I declare my interests as set out in the register, including my membership of the Wetlands APPG and my stewardship of intertidal habitat on the Exe estuary. I also work for a law firm that is a leading adviser on natural capital and was recently engaged by a leading NGO to consider the regulation of our marine and coastal environment.
If we are to adapt to climate change, we need to regulate accordingly. Regulation of our natural capital has traditionally been siloed between Natural England’s responsibility for land and the Marine Management Organisation’s oversight of the marine environment. During the passage of both the Agriculture Act and the Environment Act this was noted repeatedly, including the failure of ELMS and other programmes to include the intertidal space, which provides such opportunity for the propagation of shellfish, seagrass and seaweed.
The UK shellfish industry generates nearly £l billion in revenue per annum, much of which is a high-margin, export-led business that supports coastal employment. Across the south-west the industry is threatened by warming water and the invasive Pacific oyster, which is rendering large areas of foreshore simply inaccessible and unfarmable. There is no joined-up strategy to combat it.
Seagrass absorbs and stores carbon and provides a vital home for nature. Healthy meadows can help protect communities from the impacts of coastal erosion and flooding, as well as reducing coastal pollution. We have lost up to 92% of the UK’s seagrass meadows.
Seaweed farming is both a regenerative food production method and a nature-based solution. It does not require additional land, feed, fresh water, fertiliser or pesticides, making it a very low-impact production method. It has the added advantage of absorbing excess nutrients from the sea, such as nitrogen and phosphorus. It can also temporarily remove carbon from the ocean and displace carbon-intensive products, helping to combat climate change.
Across the UK, ground-breaking projects in these industries experience delays and barriers in relation to licensing, impinging on the wider efforts to restore oceans, shift to sustainable food production and adapt to climate change. Concerns have been raised about the cost, complexity and time it takes to apply for licences and the lack of consistency from licensing bodies. The current licensing regime is simply not fit for purpose because it was designed to regulate building, development and extractive industries and was aimed at preventing damage to coastal habitats. It has the effect of inhibiting projects which would actively benefit coastal habitats and help us to adapt.
If we are to deliver on the environmental adaptation commitments of this Government, it is essential that we have a regulatory regime that is fit for purpose. I look forward to the Minister’s response and ask that he takes this issue forward with the appropriate departments across Whitehall.
My Lords, I am grateful to the noble Lord, Lord Krebs, for giving us the chance to have this debate. I very much enjoyed the speech of the noble Earl, Lord Russell, as I did many of his father’s speeches. I look forward to plenty of future iterations.

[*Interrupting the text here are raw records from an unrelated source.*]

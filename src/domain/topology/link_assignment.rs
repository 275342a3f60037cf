use std::collections::HashMap;

use crate::domain::config::TopologyConfig;
use crate::domain::topology::{LinkTopology, TopologyDiagnostic};
use crate::domain::utils::id::{CellId, LinkId};

/// Maps anonymous components onto link ids using the configured anchors.
///
/// Anchors are processed by priority. Each claims the component holding
/// its cell for its link; a component already claimed by another link
/// stays with the earlier anchor and the later anchor's link is left
/// without that component. Unclaimed components go to the residual link.
/// Every anchored link and the residual link appear in the result, empty
/// or not.
pub fn assign_link_ids(components: &[Vec<CellId>], config: &TopologyConfig) -> (LinkTopology, Vec<TopologyDiagnostic>) {
    let component_of: HashMap<&CellId, usize> =
        components.iter().enumerate().flat_map(|(index, members)| members.iter().map(move |cell| (cell, index))).collect();

    let mut owner: Vec<Option<LinkId>> = vec![None; components.len()];
    let mut diagnostics = Vec::new();

    for anchor in config.anchors_by_priority() {
        let Some(&index) = component_of.get(&anchor.cell) else {
            log::warn!("Anchor cell {} for link {} has no data; link {} gets no anchored cells.", anchor.cell, anchor.link, anchor.link);
            diagnostics.push(TopologyDiagnostic::AnchorMissing { anchor: anchor.cell.clone(), link: anchor.link });
            continue;
        };

        match owner[index] {
            None => owner[index] = Some(anchor.link),
            Some(claimed_by) if claimed_by == anchor.link => {}
            Some(claimed_by) => {
                log::warn!(
                    "Anchor cell {} (link {}) shares a cluster with the anchor of link {}; the cluster stays on link {}.",
                    anchor.cell,
                    anchor.link,
                    claimed_by,
                    claimed_by
                );
                diagnostics.push(TopologyDiagnostic::AnchorCollision { anchor: anchor.cell.clone(), link: anchor.link, claimed_by });
            }
        }
    }

    let mut topology = LinkTopology::new();
    for anchor in &config.anchors {
        topology.ensure_link(anchor.link);
    }
    topology.ensure_link(config.residual_link);

    for (members, claimed) in components.iter().zip(owner) {
        topology.extend_link(claimed.unwrap_or(config.residual_link), members.iter().cloned());
    }

    (topology, diagnostics)
}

I approach this debate in a positive frame of mind. I look at the national adaptation programme and think, “Yeah, that’s a good start”—but I shall not be short of ideas of how to do even better. I share my noble friend Lord Frost’s preference for adaptation. It is something we can do. We can get this done ourselves and look after ourselves. We do not have to fret about what the rest of the world is doing as we do with amelioration, where all our efforts would be wasted if they do not come up to scratch. With adaptation, we can absolutely look after ourselves. It ought to be the focus. I share my noble friend Lord Deben’s wish that that focus should immediately be on water. I declare an interest as a resident of the south-east. This is something we can do.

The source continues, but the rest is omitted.